**Records shown:**
//! Error types for the cache engine
//!
//! Provides unified error handling using thiserror.

use thiserror::Error;

// == Cache Error Enum ==
/// Unified error type for cache connections.
#[derive(Error, Debug)]
pub enum CacheError {
    /// Key is absent or its TTL has elapsed
    #[error("Key not found")]
    NotFound,

    /// The connection has been closed and no longer serves requests
    #[error("Connection closed")]
    Closed,

    /// Configuration cannot produce a working connection
    #[error("Invalid configuration: {0}")]
    InvalidConfig(String),

    /// A checkpoint operation failed
    #[error("Checkpoint failed: {0}")]
    Checkpoint(#[from] CheckpointError),
}

impl CacheError {
    /// Returns true for a plain cache miss.
    ///
    /// Misses are a normal outcome of `read`, not a fault.
    pub fn is_not_found(&self) -> bool {
        matches!(self, CacheError::NotFound)
    }
}

// == Checkpoint Error Enum ==
/// Failures confined to the checkpoint collaborator.
///
/// None of these touch in-memory state; they are reported per shard.
#[derive(Error, Debug)]
pub enum CheckpointError {
    /// Encoding a shard to bytes failed
    #[error("Failed to encode shard: {0}")]
    Encode(#[source] bincode::Error),

    /// Decoding a shard from bytes failed
    #[error("Failed to decode shard: {0}")]
    Decode(#[source] bincode::Error),

    /// The object store could not read or write an object
    #[error("Storage error on {name}: {source}")]
    Storage {
        name: String,
        #[source]
        source: std::io::Error,
    },
}

// == Result Type Alias ==
/// Convenience Result type for the cache engine.
pub type Result<T> = std::result::Result<T, CacheError>;
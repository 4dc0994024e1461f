//! Shard Cache - An embeddable in-memory key/value cache
//!
//! Keys are spread over independently locked shards and carry a per-key
//! TTL. Expired keys are hidden from reads immediately and reclaimed in the
//! background, either from a priority queue of expiry instants or by a
//! periodic sweep. Shards can optionally be checkpointed to an object store.
//!
//! ```no_run
//! use std::time::Duration;
//! use shard_cache::Cache;
//!
//! # async fn demo() -> shard_cache::error::Result<()> {
//! let conn = Cache::new(Duration::from_secs(60), Duration::from_secs(1))
//!     .open("sessions")
//!     .await?;
//!
//! conn.write("abc", vec![1u8, 2, 3])?;
//! assert_eq!(conn.read("abc")?, vec![1u8, 2, 3]);
//!
//! conn.close().await?;
//! # Ok(())
//! # }
//! ```

pub mod cache;
pub mod checkpoint;
pub mod config;
pub mod error;
pub mod eviction;
mod tasks;

pub use cache::{Cache, Connection, Stats};
pub use checkpoint::{CheckpointConfig, CheckpointReport, FsObjectStore, MemoryObjectStore, ObjectStore};
pub use config::Config;
pub use error::{CacheError, CheckpointError, Result};
pub use eviction::{EvictionMode, EvictionStrategy};
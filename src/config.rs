//! Configuration Module
//!
//! Loads cache settings from environment variables for the daemon binary.

use std::env;
use std::path::PathBuf;
use std::sync::Arc;
use std::time::Duration;

use crate::cache::Cache;
use crate::checkpoint::{CheckpointConfig, FsObjectStore};
use crate::eviction::EvictionMode;

/// Daemon configuration parameters.
///
/// All values can be configured via environment variables with sensible defaults.
#[derive(Debug, Clone, PartialEq, Eq)]
pub struct Config {
    /// Default TTL in milliseconds for `write`; 0 never expires
    pub default_ttl_ms: u64,
    /// Background reclaim interval in milliseconds
    pub gc_interval_ms: u64,
    /// Active reclaim strategy
    pub eviction: EvictionMode,
    /// Directory receiving checkpoints; checkpointing is off when unset
    pub checkpoint_dir: Option<PathBuf>,
    /// Interval between checkpoints in seconds
    pub checkpoint_interval_secs: u64,
}

impl Config {
    /// Creates a new Config by loading values from environment variables.
    ///
    /// # Environment Variables
    /// - `DEFAULT_TTL_MS` - Default TTL in milliseconds (default: 0, never expire)
    /// - `GC_INTERVAL_MS` - Reclaim frequency in milliseconds (default: 1000)
    /// - `EVICTION_STRATEGY` - `heap` or `sweep` (default: heap)
    /// - `CHECKPOINT_DIR` - Checkpoint directory (default: unset, disabled)
    /// - `CHECKPOINT_INTERVAL_SECS` - Checkpoint frequency in seconds (default: 60)
    pub fn from_env() -> Self {
        let defaults = Self::default();
        Self {
            default_ttl_ms: parse_var("DEFAULT_TTL_MS").unwrap_or(defaults.default_ttl_ms),
            gc_interval_ms: parse_var("GC_INTERVAL_MS").unwrap_or(defaults.gc_interval_ms),
            eviction: parse_var("EVICTION_STRATEGY").unwrap_or(defaults.eviction),
            checkpoint_dir: env::var("CHECKPOINT_DIR")
                .ok()
                .filter(|v| !v.is_empty())
                .map(PathBuf::from),
            checkpoint_interval_secs: parse_var("CHECKPOINT_INTERVAL_SECS")
                .unwrap_or(defaults.checkpoint_interval_secs),
        }
    }

    /// Builds the cache configuration these settings describe.
    ///
    /// Checkpoints go to `<checkpoint_dir>/<name>/shard-N`, with a final
    /// checkpoint on close.
    pub fn to_cache(&self, name: &str) -> Cache {
        let cache = Cache::new(
            Duration::from_millis(self.default_ttl_ms),
            Duration::from_millis(self.gc_interval_ms),
        )
        .with_eviction(self.eviction);

        match &self.checkpoint_dir {
            Some(dir) => cache.with_checkpoint(
                CheckpointConfig::new(
                    Arc::new(FsObjectStore::new(dir.clone())),
                    name,
                    Duration::from_secs(self.checkpoint_interval_secs),
                )
                .checkpoint_on_close(true),
            ),
            None => cache,
        }
    }
}

fn parse_var<T: std::str::FromStr>(name: &str) -> Option<T> {
    env::var(name).ok().and_then(|v| v.parse().ok())
}

impl Default for Config {
    fn default() -> Self {
        Self {
            default_ttl_ms: 0,
            gc_interval_ms: 1000,
            eviction: EvictionMode::PriorityQueue,
            checkpoint_dir: None,
            checkpoint_interval_secs: 60,
        }
    }
}
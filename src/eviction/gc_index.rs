//! Priority-Queue Eviction
//!
//! GC bookkeeping for keys with a finite TTL: an indexed min-heap ordered
//! by expiry plus a key lookup holding each key's heap handle.

use std::collections::HashMap;

use parking_lot::Mutex;

use crate::cache::{Expiry, Reclaim, ShardTable};
use crate::eviction::heap::{Handle, IndexedHeap};
use crate::eviction::EvictionStrategy;

// == GC Index ==
/// Heap and lookup are always mutated together under one lock.
///
/// Invariant: `lookup` holds exactly the keys present in `heap`, one
/// handle per key.
#[derive(Debug, Default)]
struct GcIndex {
    heap: IndexedHeap<Vec<u8>, Expiry>,
    lookup: HashMap<Vec<u8>, Handle>,
}

impl GcIndex {
    /// Inserts `key` or moves its existing entry to `expires_at`.
    fn track(&mut self, key: &[u8], expires_at: Expiry) {
        match self.lookup.get(key) {
            Some(&handle) => {
                self.heap.update(handle, expires_at);
            }
            None => {
                let handle = self.heap.push(key.to_vec(), expires_at);
                self.lookup.insert(key.to_vec(), handle);
            }
        }
    }

    fn untrack(&mut self, key: &[u8]) {
        if let Some(handle) = self.lookup.remove(key) {
            self.heap.remove(handle);
        }
    }

    /// Pops every key whose expiry has been reached at `now`.
    ///
    /// Stops at the first key still in the future.
    fn pop_expired(&mut self, now: Expiry) -> Vec<Vec<u8>> {
        let mut expired = Vec::new();
        while let Some(expires_at) = self.heap.peek().map(|(_, expires_at)| expires_at) {
            if !expires_at.is_expired_at(now) {
                break;
            }
            if let Some((key, _)) = self.heap.pop() {
                self.lookup.remove(&key);
                expired.push(key);
            }
        }
        expired
    }
}

// == Priority Queue Eviction ==
#[derive(Debug, Default)]
pub struct PriorityQueueEviction {
    index: Mutex<GcIndex>,
}

impl PriorityQueueEviction {
    pub fn new() -> Self {
        Self::default()
    }

    /// Expiry currently recorded for `key`, if it is tracked.
    #[cfg(test)]
    fn tracked_expiry(&self, key: &[u8]) -> Option<Expiry> {
        let index = self.index.lock();
        let handle = *index.lookup.get(key)?;
        index.heap.get(handle).map(|(_, expires_at)| expires_at)
    }
}

impl EvictionStrategy for PriorityQueueEviction {
    fn name(&self) -> &'static str {
        "priority-queue"
    }

    fn on_write(&self, key: &[u8], expires_at: Expiry) {
        let mut index = self.index.lock();
        if expires_at.is_never() {
            index.untrack(key);
        } else {
            index.track(key, expires_at);
        }
    }

    fn on_delete(&self, key: &[u8]) {
        self.index.lock().untrack(key);
    }

    fn tick(&self, table: &ShardTable, now: Expiry) -> usize {
        let expired = self.index.lock().pop_expired(now);
        if expired.is_empty() {
            return 0;
        }

        let mut removed = 0;
        let mut rewritten = Vec::new();
        for key in expired {
            match table.shard_for(&key).remove_if_expired(&key, now) {
                Reclaim::Removed => removed += 1,
                Reclaim::Absent => {}
                // Rewritten after it was popped; follow the live expiry.
                Reclaim::Live(expires_at) if !expires_at.is_never() => {
                    rewritten.push((key, expires_at));
                }
                Reclaim::Live(_) => {}
            }
        }

        if !rewritten.is_empty() {
            let mut index = self.index.lock();
            for (key, expires_at) in rewritten {
                if !index.lookup.contains_key(&key) {
                    index.track(&key, expires_at);
                }
            }
        }

        removed
    }

    fn tracked(&self) -> usize {
        self.index.lock().lookup.len()
    }

    fn on_close(&self) {
        let mut index = self.index.lock();
        index.heap.clear();
        index.lookup.clear();
    }
}
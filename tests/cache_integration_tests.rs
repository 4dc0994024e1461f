//! Integration Tests for the Cache Facade
//!
//! Runs the same behaviour suite against both eviction strategies.

use std::sync::Arc;
use std::thread;
use std::time::Duration;

use bytes::Bytes;
use shard_cache::{Cache, CacheError, Connection, EvictionMode};

const MODES: [EvictionMode; 2] = [EvictionMode::PriorityQueue, EvictionMode::Sweep];

// == Helper Functions ==

async fn open(mode: EvictionMode, default_ttl: Duration, gc_interval: Duration) -> Connection {
    Cache::new(default_ttl, gc_interval)
        .with_eviction(mode)
        .open("test")
        .await
        .unwrap()
}

fn key_count(conn: &Connection) -> usize {
    conn.stats().unwrap().key_count
}

// == Basic Operations ==

#[tokio::test]
async fn test_never_expire_default_round_trip() {
    for mode in MODES {
        let conn = open(mode, Duration::ZERO, Duration::from_secs(1)).await;

        conn.write("abc", vec![1u8, 2, 3]).unwrap();
        assert_eq!(conn.read("abc").unwrap(), vec![1u8, 2, 3]);

        conn.close().await.unwrap();
    }
}

#[tokio::test]
async fn test_read_before_write_is_not_found() {
    for mode in MODES {
        let conn = open(mode, Duration::from_secs(1), Duration::from_secs(1)).await;

        let err = conn.read("my-key").unwrap_err();
        assert!(err.is_not_found());

        conn.write("my-key", vec![1u8, 2]).unwrap();
        assert_eq!(conn.read("my-key").unwrap(), vec![1u8, 2]);

        conn.close().await.unwrap();
    }
}

#[tokio::test]
async fn test_empty_and_symbol_keys() {
    let conn = open(EvictionMode::PriorityQueue, Duration::ZERO, Duration::from_secs(1)).await;

    conn.write("", "empty").unwrap();
    conn.write("#tag", "symbol").unwrap();
    conn.write([0xffu8, 0x01], "binary").unwrap();

    assert_eq!(conn.read("").unwrap(), Bytes::from("empty"));
    assert_eq!(conn.read("#tag").unwrap(), Bytes::from("symbol"));
    assert_eq!(conn.read([0xffu8, 0x01]).unwrap(), Bytes::from("binary"));
    assert_eq!(key_count(&conn), 3);

    conn.close().await.unwrap();
}

// == Expiration ==

#[tokio::test]
async fn test_expired_key_is_hidden_before_reclaim() {
    for mode in MODES {
        // Reclaim loop effectively never runs during the test.
        let conn = open(mode, Duration::ZERO, Duration::from_secs(3600)).await;

        conn.write_ttl("set", vec![1u8, 2, 3], Duration::from_millis(50)).unwrap();
        assert!(conn.read("set").is_ok());

        tokio::time::sleep(Duration::from_millis(100)).await;

        assert!(conn.read("set").unwrap_err().is_not_found());
        assert_eq!(conn.stats().unwrap().lazy_evictions, 1);

        conn.close().await.unwrap();
    }
}

#[tokio::test]
async fn test_default_ttl_applies_to_write() {
    let conn = open(
        EvictionMode::PriorityQueue,
        Duration::from_millis(50),
        Duration::from_secs(3600),
    )
    .await;

    conn.write("set", "v").unwrap();
    tokio::time::sleep(Duration::from_millis(100)).await;

    assert!(conn.read("set").is_err());
    conn.close().await.unwrap();
}

#[tokio::test]
async fn test_never_expire_survives_reclaim() {
    for mode in MODES {
        let conn = open(mode, Duration::ZERO, Duration::from_millis(10)).await;

        conn.write_ttl("forever", "v", Duration::ZERO).unwrap();
        assert_eq!(conn.stats().unwrap().tracked_keys, 0);

        tokio::time::sleep(Duration::from_millis(100)).await;

        assert_eq!(conn.read("forever").unwrap(), Bytes::from("v"));
        conn.close().await.unwrap();
    }
}

#[tokio::test]
async fn test_reclaim_removes_only_expired_keys() {
    for mode in MODES {
        let conn = open(mode, Duration::ZERO, Duration::from_millis(20)).await;

        conn.write_ttl("short", "v", Duration::from_millis(40)).unwrap();
        conn.write_ttl("long", "v", Duration::from_secs(30)).unwrap();

        tokio::time::sleep(Duration::from_millis(200)).await;

        let stats = conn.stats().unwrap();
        assert_eq!(stats.key_count, 1, "{:?}", mode);
        assert_eq!(stats.reclaimed, 1, "{:?}", mode);
        assert!(conn.read("long").is_ok());

        conn.close().await.unwrap();
    }
}

#[tokio::test]
async fn test_rewrite_extends_ttl() {
    for mode in MODES {
        let conn = open(mode, Duration::ZERO, Duration::from_millis(20)).await;

        conn.write_ttl("k", "old", Duration::from_millis(40)).unwrap();
        conn.write_ttl("k", "new", Duration::from_secs(30)).unwrap();

        tokio::time::sleep(Duration::from_millis(150)).await;

        assert_eq!(conn.read("k").unwrap(), Bytes::from("new"));
        assert_eq!(key_count(&conn), 1);
        conn.close().await.unwrap();
    }
}

#[tokio::test]
async fn test_garbage_collection_scenario() {
    for mode in MODES {
        let conn = open(mode, Duration::from_millis(500), Duration::from_millis(100)).await;

        let v = vec![1u8, 2];
        conn.write("my-key", v.clone()).unwrap();
        conn.write("my-key2", v.clone()).unwrap();
        conn.write("my-key2", v.clone()).unwrap();
        // The following should not be garbage collected
        conn.write_ttl("my-key4", v.clone(), Duration::from_secs(30)).unwrap();
        conn.write_ttl("my-key3", v.clone(), Duration::ZERO).unwrap();

        assert_eq!(key_count(&conn), 4);

        tokio::time::sleep(Duration::from_millis(650)).await;

        assert_eq!(key_count(&conn), 2, "{:?}", mode);
        assert!(conn.read("my-key4").is_ok());
        assert!(conn.read("my-key3").is_ok());

        conn.close().await.unwrap();
    }
}

// == Concurrency ==

#[tokio::test]
async fn test_concurrent_writers_lose_nothing() {
    const WRITERS: usize = 8;
    const KEYS_PER_WRITER: usize = 500;

    for mode in MODES {
        let conn = Arc::new(open(mode, Duration::from_secs(60), Duration::from_millis(10)).await);

        let handles: Vec<_> = (0..WRITERS)
            .map(|writer| {
                let conn = conn.clone();
                thread::spawn(move || {
                    for i in 0..KEYS_PER_WRITER {
                        let first = char::from(b'a' + (i % 26) as u8);
                        let key = format!("{first}-{writer}-{i}");
                        conn.write(key.as_bytes(), key.clone().into_bytes()).unwrap();
                    }
                })
            })
            .collect();
        for handle in handles {
            handle.join().unwrap();
        }

        assert_eq!(key_count(&conn), WRITERS * KEYS_PER_WRITER);
        for writer in 0..WRITERS {
            for i in 0..KEYS_PER_WRITER {
                let first = char::from(b'a' + (i % 26) as u8);
                let key = format!("{first}-{writer}-{i}");
                assert_eq!(conn.read(&key).unwrap(), key.as_bytes());
            }
        }

        conn.close().await.unwrap();
    }
}

#[tokio::test]
async fn test_concurrent_overwrites_are_whole() {
    let conn = Arc::new(
        open(EvictionMode::PriorityQueue, Duration::ZERO, Duration::from_millis(5)).await,
    );

    let writers: Vec<_> = (0..4u8)
        .map(|writer| {
            let conn = conn.clone();
            thread::spawn(move || {
                for _ in 0..2_000 {
                    // Each writer's value encodes its own TTL class.
                    let ttl = if writer % 2 == 0 {
                        Duration::ZERO
                    } else {
                        Duration::from_secs(60)
                    };
                    conn.write_ttl("shared", vec![writer; 16], ttl).unwrap();
                }
            })
        })
        .collect();

    let reader = {
        let conn = conn.clone();
        thread::spawn(move || {
            for _ in 0..5_000 {
                if let Ok(value) = conn.read("shared") {
                    assert_eq!(value.len(), 16);
                    assert!(value.iter().all(|b| *b == value[0]), "torn value");
                }
            }
        })
    };

    for writer in writers {
        writer.join().unwrap();
    }
    reader.join().unwrap();

    assert_eq!(key_count(&conn), 1);
    assert!(conn.stats().unwrap().tracked_keys <= 1);
    conn.close().await.unwrap();
}

// == Lifecycle ==

#[tokio::test]
async fn test_close_rejects_further_access() {
    for mode in MODES {
        let conn = open(mode, Duration::ZERO, Duration::from_millis(10)).await;
        conn.write("k", "v").unwrap();

        conn.close().await.unwrap();

        assert!(matches!(conn.read("k"), Err(CacheError::Closed)));
        assert!(matches!(conn.write("k", "v"), Err(CacheError::Closed)));
        assert!(matches!(conn.delete("k"), Err(CacheError::Closed)));
        assert!(matches!(conn.close().await, Err(CacheError::Closed)));
    }
}

#[tokio::test]
async fn test_close_from_shared_handle() {
    let conn = Arc::new(open(EvictionMode::Sweep, Duration::ZERO, Duration::from_millis(10)).await);
    let other = conn.clone();

    tokio::time::timeout(Duration::from_secs(1), other.close())
        .await
        .expect("close should not hang")
        .unwrap();

    assert!(conn.is_closed());
}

**The task:**
Copy exactly the stretch of data above from the line with "seconds (default: 60)" through the line with "use parking_lot::Mutex;", and omit all other lines.

**The answer:**
    /// - `CHECKPOINT_INTERVAL_SECS` - Checkpoint frequency in seconds (default: 60)
    pub fn from_env() -> Self {
        let defaults = Self::default();
        Self {
            default_ttl_ms: parse_var("DEFAULT_TTL_MS").unwrap_or(defaults.default_ttl_ms),
            gc_interval_ms: parse_var("GC_INTERVAL_MS").unwrap_or(defaults.gc_interval_ms),
            eviction: parse_var("EVICTION_STRATEGY").unwrap_or(defaults.eviction),
            checkpoint_dir: env::var("CHECKPOINT_DIR")
                .ok()
                .filter(|v| !v.is_empty())
                .map(PathBuf::from),
            checkpoint_interval_secs: parse_var("CHECKPOINT_INTERVAL_SECS")
                .unwrap_or(defaults.checkpoint_interval_secs),
        }
    }

    /// Builds the cache configuration these settings describe.
    ///
    /// Checkpoints go to `<checkpoint_dir>/<name>/shard-N`, with a final
    /// checkpoint on close.
    pub fn to_cache(&self, name: &str) -> Cache {
        let cache = Cache::new(
            Duration::from_millis(self.default_ttl_ms),
            Duration::from_millis(self.gc_interval_ms),
        )
        .with_eviction(self.eviction);

        match &self.checkpoint_dir {
            Some(dir) => cache.with_checkpoint(
                CheckpointConfig::new(
                    Arc::new(FsObjectStore::new(dir.clone())),
                    name,
                    Duration::from_secs(self.checkpoint_interval_secs),
                )
                .checkpoint_on_close(true),
            ),
            None => cache,
        }
    }
}

fn parse_var<T: std::str::FromStr>(name: &str) -> Option<T> {
    env::var(name).ok().and_then(|v| v.parse().ok())
}

impl Default for Config {
    fn default() -> Self {
        Self {
            default_ttl_ms: 0,
            gc_interval_ms: 1000,
            eviction: EvictionMode::PriorityQueue,
            checkpoint_dir: None,
            checkpoint_interval_secs: 60,
        }
    }
}
filename src/eviction/gc_index.rs
//! Priority-Queue Eviction
//!
//! GC bookkeeping for keys with a finite TTL: an indexed min-heap ordered
//! by expiry plus a key lookup holding each key's heap handle.

use std::collections::HashMap;

use parking_lot::Mutex;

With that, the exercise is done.